Optimization is pervasive in scientific and industrial fields, such as artificial intelligence, data mining, bioinformatics, software engineering, scheduling, manufacturing, and economics. The objective functions in practical problems usually exhibit complex functional characteristics, such as multi-modality, large scale, sparsity, constraints, dynamic environment, expensive evaluation, and black box, posing challenges for traditional exact solvers. For example, the evaluation of the objective or constraint functions may involve costly physical experiments or intensive computer simulations, thereby limiting the amount of available data. Moreover, in some cases, the function evaluations can only be calculated on the basis of a large amount of data. Consequently, data-driven optimization has emerged as a powerful solution for these problems to reduce the computational cost and reshape the way we tackle complicated optimization problems, where typically machine learning techniques and optimizers are combined.

Recently, data-driven optimization has attracted increasing attention in learning-based combinatorial optimization. Combinatorial optimization tasks encompass a broad range of domains, including logistics, scheduling, transportation, and manufacturing. Traditional methods based on exact solvers and heuristic-based approaches suffer from huge computational complexity from scratch when tackling large-scale instances. With the development of graph representation learning, neural combinatorial optimization has emerged as a promising paradigm for solving classical combinatorial optimization problems. It empowers neural networks to not only handle the inherent complexity of combinatorial optimization challenges but also to learn powerful information embedded in graph representations. However, existing work on data-driven neural combinatorial optimization still has some limitations such as the dependency on high-quality data, the complexity of training and the restricted transferability among different tasks.


Topics

This workshop aims to bring together researchers from different fields working on novel theories, algorithms and applications of data-driven optimization. Topics of interest include but are not limited to:

  • Advanced surrogate models and innovative acquisition functions

  • Single-/Multi-/Many-objective data-driven large-scale optimization

  • Noisy/Robust data-driven optimization

  • Multi-task and knowledge transfer in data-driven optimization

  • Data-driven combinatorial optimization and applications

  • Graph neural networks for combinatorial optimization

  • Combination of neural networks and heuristic algorithms


Invited Speakers

  • Prof.
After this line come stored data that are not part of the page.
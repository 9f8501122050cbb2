//! Non-interactive command execution
//!
//! Bridges an exec channel to a spawned child process. The command is
//! run through the configured shell with the operator's home directory
//! as working directory; stdin, stdout, and stderr are relayed as raw
//! byte pipes with no framing.

use std::os::unix::process::ExitStatusExt;
use std::path::PathBuf;
use std::process::Stdio;
use std::sync::Arc;

use tokio::io::{AsyncReadExt, AsyncWriteExt};
use tokio::process::{Child, ChildStderr, ChildStdin, ChildStdout, Command};
use tokio::sync::mpsc;

use gw_core::error::SessionError;

use super::{exit_signal_for, AdapterControl, ChannelSink};

/// Bridges one exec channel to one child process
pub struct ExecChannelAdapter;

impl ExecChannelAdapter {
    /// Spawn the command and start the relay task.
    ///
    /// Returns the control sender for routing channel input and
    /// teardown. Dropping the sender kills the child.
    pub fn spawn(
        shell: &str,
        command: &str,
        sink: Arc<dyn ChannelSink>,
    ) -> Result<mpsc::Sender<AdapterControl>, SessionError> {
        let spawn_err = |reason: String| SessionError::Spawn {
            command: command.to_string(),
            reason,
        };

        let mut child = Command::new(shell)
            .arg("-c")
            .arg(command)
            .current_dir(home_dir())
            .stdin(Stdio::piped())
            .stdout(Stdio::piped())
            .stderr(Stdio::piped())
            .spawn()
            .map_err(|e| spawn_err(e.to_string()))?;

        let stdin = child.stdin.take();
        let (Some(stdout), Some(stderr)) = (child.stdout.take(), child.stderr.take()) else {
            return Err(spawn_err("stdio pipes unavailable".to_string()));
        };

        tracing::debug!("Spawned exec child for command: {}", command);

        let (control_tx, control_rx) = mpsc::channel(64);
        tokio::spawn(run(child, stdin, stdout, stderr, control_rx, sink));
        Ok(control_tx)
    }
}

fn home_dir() -> PathBuf {
    dirs::home_dir().unwrap_or_else(|| PathBuf::from("/"))
}

/// Relay loop owning the child and all three stdio pipes.
///
/// Output arms are polled before the exit arm, so bytes the child
/// wrote before exiting reach the channel ahead of the exit
/// notification.
async fn run(
    mut child: Child,
    mut stdin: Option<ChildStdin>,
    mut stdout: ChildStdout,
    mut stderr: ChildStderr,
    mut control_rx: mpsc::Receiver<AdapterControl>,
    sink: Arc<dyn ChannelSink>,
) {
    let mut out_buf = vec![0u8; 8192];
    let mut err_buf = vec![0u8; 8192];
    let mut out_open = true;
    let mut err_open = true;

    let status = loop {
        tokio::select! {
            biased;

            n = stdout.read(&mut out_buf), if out_open => match n {
                Ok(n) if n > 0 => sink.data(&out_buf[..n]).await,
                _ => out_open = false,
            },
            n = stderr.read(&mut err_buf), if err_open => match n {
                Ok(n) if n > 0 => sink.extended_data(1, &err_buf[..n]).await,
                _ => err_open = false,
            },
            ctl = control_rx.recv() => match ctl {
                Some(AdapterControl::Stdin(data)) => {
                    if let Some(pipe) = stdin.as_mut() {
                        if pipe.write_all(&data).await.is_err() {
                            stdin = None;
                        }
                    }
                }
                Some(AdapterControl::StdinEof) => stdin = None,
                Some(AdapterControl::Resize { .. }) => {}
                Some(AdapterControl::Close) | None => {
                    // Client closed the channel; the process goes with it.
                    // The channel is already gone, so nothing is reported.
                    let _ = child.start_kill();
                    let _ = child.wait().await;
                    return;
                }
            },
            status = child.wait() => break status,
        }
    };

    // Final drain: anything written before exit is already readable.
    // A pipe a grandchild still holds open does not keep the channel
    // alive; its later output is dropped.
    while out_open || err_open {
        tokio::select! {
            biased;
            n = stdout.read(&mut out_buf), if out_open => match n {
                Ok(n) if n > 0 => sink.data(&out_buf[..n]).await,
                _ => out_open = false,
            },
            n = stderr.read(&mut err_buf), if err_open => match n {
                Ok(n) if n > 0 => sink.extended_data(1, &err_buf[..n]).await,
                _ => err_open = false,
            },
            _ = std::future::ready(()) => break,
        }
    }

    match status {
        Ok(status) => {
            if let Some(signal) = status.signal() {
                tracing::debug!("Exec child killed by signal {}", signal);
                sink.exit_signal(exit_signal_for(signal)).await;
            } else {
                let code = status.code().unwrap_or(0) as u32;
                tracing::debug!("Exec child exited with status {}", code);
                sink.exit_status(code).await;
            }
        }
        Err(e) => {
            tracing::warn!("Failed to collect exec child status: {}", e);
            sink.exit_status(1).await;
        }
    }

    sink.eof().await;
    sink.close().await;
}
Carlos A. Coello Coello, Department of Computer Science of CINVESTAV-IPN, Mexico City, Mexico

    Carlos A. Coello Coello (Fellow, IEEE) received the Ph.D. degree in computer science from Tulane University, New Orleans, LA, USA, in 1996. He is a Professor (CINVESTAV-3F Researcher) with the Department of Computer Science of CINVESTAV-IPN, Mexico City, Mexico. He has authored and coauthored over 570 technical papers and book chapters. He has also co-authored the book Evolutionary Algorithms for Solving Multi-Objective Problems (Second Edition, Springer, 2007). His publications currently report over 69,790 citations in Google Scholar (his H-index is 102). His research interests include evolutionary multiobjective optimization and constraint-handling techniques for evolutionary algorithms. Dr. Coello Coello was a recipient of the 2007 National Research Award from the Mexican Academy of Sciences in the area of Exact Sciences, the 2013 IEEE Kiyo Tomiyasu Award, the 2012 National Medal of Science and Arts in the area of Physical, Mathematical and Natural Sciences and the 2021 IEEE Computational Intelligence Society Evolutionary Computation Pioneer Award. He is currently the Editor-in-Chief of the IEEE TRANSACTIONS ON EVOLUTIONARY COMPUTATION. He is a member of the Association for Computing Machinery and the Mexican Academy of Science.
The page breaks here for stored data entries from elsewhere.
//! SSH connection handler
//!
//! One [`ConnectionController`] per client connection. It evaluates
//! authentication attempts, routes session sub-requests through the
//! [`SessionRouter`], and owns the connection's forwarding state.
//! Dropping the controller tears down everything the connection owns:
//! adapter children die when their control senders drop, and the
//! forwarding manager aborts its listeners.

use std::net::SocketAddr;
use std::sync::Arc;

use async_trait::async_trait;
use russh::server::{Auth, Handler, Msg, Session};
use russh::{Channel, ChannelId, MethodSet, Pty};
use russh_keys::key::PublicKey;

use crate::auth::{AuthDecision, Authenticator};
use crate::channel::SessionChannelSink;
use crate::forward::{self, ClientForwardTarget, ForwardingManager};
use crate::session::{PtyInfo, SessionRouter};

/// Handler for a single SSH client connection
pub struct ConnectionController {
    authenticator: Arc<Authenticator>,
    /// Peer address of the connecting client
    peer_addr: SocketAddr,
    /// Session channels and their adapters
    router: SessionRouter,
    /// Remote-forward listeners owned by this connection
    forwards: ForwardingManager,
}

impl ConnectionController {
    pub fn new(authenticator: Arc<Authenticator>, shell: String, peer_addr: SocketAddr) -> Self {
        Self {
            authenticator,
            peer_addr,
            router: SessionRouter::new(shell),
            forwards: ForwardingManager::new(),
        }
    }

    fn sink_for(&self, session: &mut Session, channel: ChannelId) -> Arc<SessionChannelSink> {
        Arc::new(SessionChannelSink::new(session.handle(), channel))
    }

    fn reject_with_publickey() -> Auth {
        Auth::Reject {
            proceed_with_methods: Some(MethodSet::PUBLICKEY),
        }
    }
}

impl Drop for ConnectionController {
    fn drop(&mut self) {
        tracing::debug!("Connection from {} torn down", self.peer_addr);
    }
}

#[async_trait]
impl Handler for ConnectionController {
    type Error = anyhow::Error;

    async fn auth_publickey(
        &mut self,
        user: &str,
        public_key: &PublicKey,
    ) -> Result<Auth, Self::Error> {
        let fingerprint = public_key.fingerprint();

        match self.authenticator.evaluate_publickey(public_key) {
            AuthDecision::Accept => {
                tracing::info!(
                    "Accepted key {} for user {} from {}",
                    fingerprint,
                    user,
                    self.peer_addr
                );
                Ok(Auth::Accept)
            }
            AuthDecision::Reject => {
                tracing::info!(
                    "Rejected {} key {} for user {} from {}",
                    public_key.name(),
                    fingerprint,
                    user,
                    self.peer_addr
                );
                Ok(Self::reject_with_publickey())
            }
        }
    }

    async fn auth_password(&mut self, user: &str, _password: &str) -> Result<Auth, Self::Error> {
        tracing::info!(
            "Rejected password auth for user {} from {}",
            user,
            self.peer_addr
        );
        Ok(Self::reject_with_publickey())
    }

    async fn auth_none(&mut self, user: &str) -> Result<Auth, Self::Error> {
        tracing::debug!("Rejected none auth for user {} from {}", user, self.peer_addr);
        Ok(Self::reject_with_publickey())
    }

    async fn channel_open_session(
        &mut self,
        channel: Channel<Msg>,
        _session: &mut Session,
    ) -> Result<bool, Self::Error> {
        tracing::debug!("Session channel opened: {:?}", channel.id());
        self.router.open_channel(channel.id());
        Ok(true)
    }

    async fn exec_request(
        &mut self,
        channel: ChannelId,
        data: &[u8],
        session: &mut Session,
    ) -> Result<(), Self::Error> {
        let command = String::from_utf8_lossy(data).to_string();
        tracing::info!("exec on {:?}: {}", channel, command);

        let sink = self.sink_for(session, channel);
        match self.router.start_exec(channel, &command, sink) {
            Ok(()) => session.channel_success(channel),
            Err(e) => {
                tracing::warn!("exec failed on {:?}: {}", channel, e);
                session.channel_failure(channel);
            }
        }
        Ok(())
    }

    async fn pty_request(
        &mut self,
        channel: ChannelId,
        term: &str,
        col_width: u32,
        row_height: u32,
        _pix_width: u32,
        _pix_height: u32,
        _modes: &[(Pty, u32)],
        session: &mut Session,
    ) -> Result<(), Self::Error> {
        tracing::debug!(
            "pty request on {:?}: {} {}x{}",
            channel,
            term,
            col_width,
            row_height
        );

        let info = PtyInfo {
            term: term.to_string(),
            cols: col_width,
            rows: row_height,
        };
        if self.router.record_pty(channel, info) {
            session.channel_success(channel);
        } else {
            session.channel_failure(channel);
        }
        Ok(())
    }

    async fn shell_request(
        &mut self,
        channel: ChannelId,
        session: &mut Session,
    ) -> Result<(), Self::Error> {
        tracing::info!("shell request on {:?}", channel);

        let sink = self.sink_for(session, channel);
        match self.router.start_shell(channel, sink) {
            Ok(()) => session.channel_success(channel),
            Err(e) => {
                tracing::warn!("shell failed on {:?}: {}", channel, e);
                session.channel_failure(channel);
            }
        }
        Ok(())
    }

    async fn window_change_request(
        &mut self,
        channel: ChannelId,
        col_width: u32,
        row_height: u32,
        _pix_width: u32,
        _pix_height: u32,
        session: &mut Session,
    ) -> Result<(), Self::Error> {
        if self.router.window_change(channel, col_width, row_height).await {
            session.channel_success(channel);
        } else {
            session.channel_failure(channel);
        }
        Ok(())
    }

    async fn env_request(
        &mut self,
        channel: ChannelId,
        variable_name: &str,
        variable_value: &str,
        session: &mut Session,
    ) -> Result<(), Self::Error> {
        if self.router.env_request(channel, variable_name, variable_value) {
            session.channel_success(channel);
        } else {
            session.channel_failure(channel);
        }
        Ok(())
    }

    async fn subsystem_request(
        &mut self,
        channel: ChannelId,
        name: &str,
        session: &mut Session,
    ) -> Result<(), Self::Error> {
        if self.router.subsystem_request(name) {
            session.channel_success(channel);
        } else {
            session.channel_failure(channel);
        }
        Ok(())
    }

    async fn agent_request(
        &mut self,
        channel: ChannelId,
        _session: &mut Session,
    ) -> Result<bool, Self::Error> {
        tracing::debug!("Rejecting agent forwarding on {:?}", channel);
        Ok(self.router.agent_request())
    }

    async fn data(
        &mut self,
        channel: ChannelId,
        data: &[u8],
        _session: &mut Session,
    ) -> Result<(), Self::Error> {
        self.router.data(channel, data).await;
        Ok(())
    }

    async fn channel_eof(
        &mut self,
        channel: ChannelId,
        _session: &mut Session,
    ) -> Result<(), Self::Error> {
        tracing::debug!("Channel EOF: {:?}", channel);
        self.router.eof(channel).await;
        Ok(())
    }

    async fn channel_close(
        &mut self,
        channel: ChannelId,
        _session: &mut Session,
    ) -> Result<(), Self::Error> {
        tracing::debug!("Channel closed: {:?}", channel);
        self.router.close_channel(channel).await;
        Ok(())
    }

    async fn tcpip_forward(
        &mut self,
        address: &str,
        port: &mut u32,
        session: &mut Session,
    ) -> Result<bool, Self::Error> {
        tracing::info!(
            "tcpip-forward request for {}:{} from {}",
            address,
            port,
            self.peer_addr
        );

        let target = Arc::new(ClientForwardTarget::new(session.handle()));
        match self.forwards.start_remote_forward(target, address, *port).await {
            Ok(actual) => {
                *port = actual;
                Ok(true)
            }
            Err(e) => {
                tracing::warn!("tcpip-forward for {} failed: {}", address, e);
                Ok(false)
            }
        }
    }

    async fn cancel_tcpip_forward(
        &mut self,
        address: &str,
        port: u32,
        _session: &mut Session,
    ) -> Result<bool, Self::Error> {
        tracing::info!(
            "cancel-tcpip-forward for {}:{} from {}",
            address,
            port,
            self.peer_addr
        );
        Ok(self.forwards.cancel_remote_forward(address, port))
    }

    async fn channel_open_direct_tcpip(
        &mut self,
        channel: Channel<Msg>,
        host_to_connect: &str,
        port_to_connect: u32,
        originator_address: &str,
        originator_port: u32,
        session: &mut Session,
    ) -> Result<bool, Self::Error> {
        tracing::info!(
            "direct-tcpip from {} to {}:{} (origin {}:{})",
            self.peer_addr,
            host_to_connect,
            port_to_connect,
            originator_address,
            originator_port
        );

        let handle = session.handle();
        let id = channel.id();
        let host = host_to_connect.to_string();

        tokio::spawn(async move {
            let stream = channel.into_stream();
            if let Err(e) = forward::relay_direct(stream, &host, port_to_connect).await {
                tracing::debug!("direct-tcpip to {}:{} ended: {}", host, port_to_connect, e);
            }
            let _ = handle.close(id).await;
        });

        Ok(true)
    }
}

/// Configuration for the SSH server
#[derive(Clone)]
pub struct ServerConfig {
    /// russh server configuration
    pub ssh_config: Arc<russh::server::Config>,
}

impl ServerConfig {
    /// Create a new server configuration with the given host key
    pub fn new(host_key: russh_keys::key::KeyPair) -> Self {
        let mut config = russh::server::Config::default();
        config.keys.push(host_key);
        config.methods = MethodSet::PUBLICKEY;
        config.auth_rejection_time = std::time::Duration::from_secs(1);
        config.auth_rejection_time_initial = Some(std::time::Duration::from_secs(0));

        Self {
            ssh_config: Arc::new(config),
        }
    }
}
  • Prof. Xiaodong Li, Royal Melbourne Institute of Technology(RMIT), Australia

    Xiaodong Li (Fellow, IEEE) received the B.Sc. degree from Xidian University, Xi’an, China, in 1988, and the Ph.D. degree in information science from the University of Otago, Dunedin, New Zealand, in 1998. He is a Professor with the School of Computing Technologies, RMIT University, Melbourne, VIC, Australia. His research interests include machine learning, evolutionary computation, neural networks, data analytics, multiobjective optimization, multimodal optimization, and swarm intelligence. Prof. Li was a recipient of the 2013 ACM SIGEVO Impact Award and the 2017 IEEE CIS IEEE Transactions on Evolutionary Computation Outstanding Paper Award. He serves as an Associate Editor for the IEEE Transactions on Evolutionary Computation and Swarm Intelligence (Springer). He is the Former Vice-Chair of the IEEE Task Force on Multimodal Optimization and the Former Chair of the IEEE CIS Task Force on Large Scale Global Optimization.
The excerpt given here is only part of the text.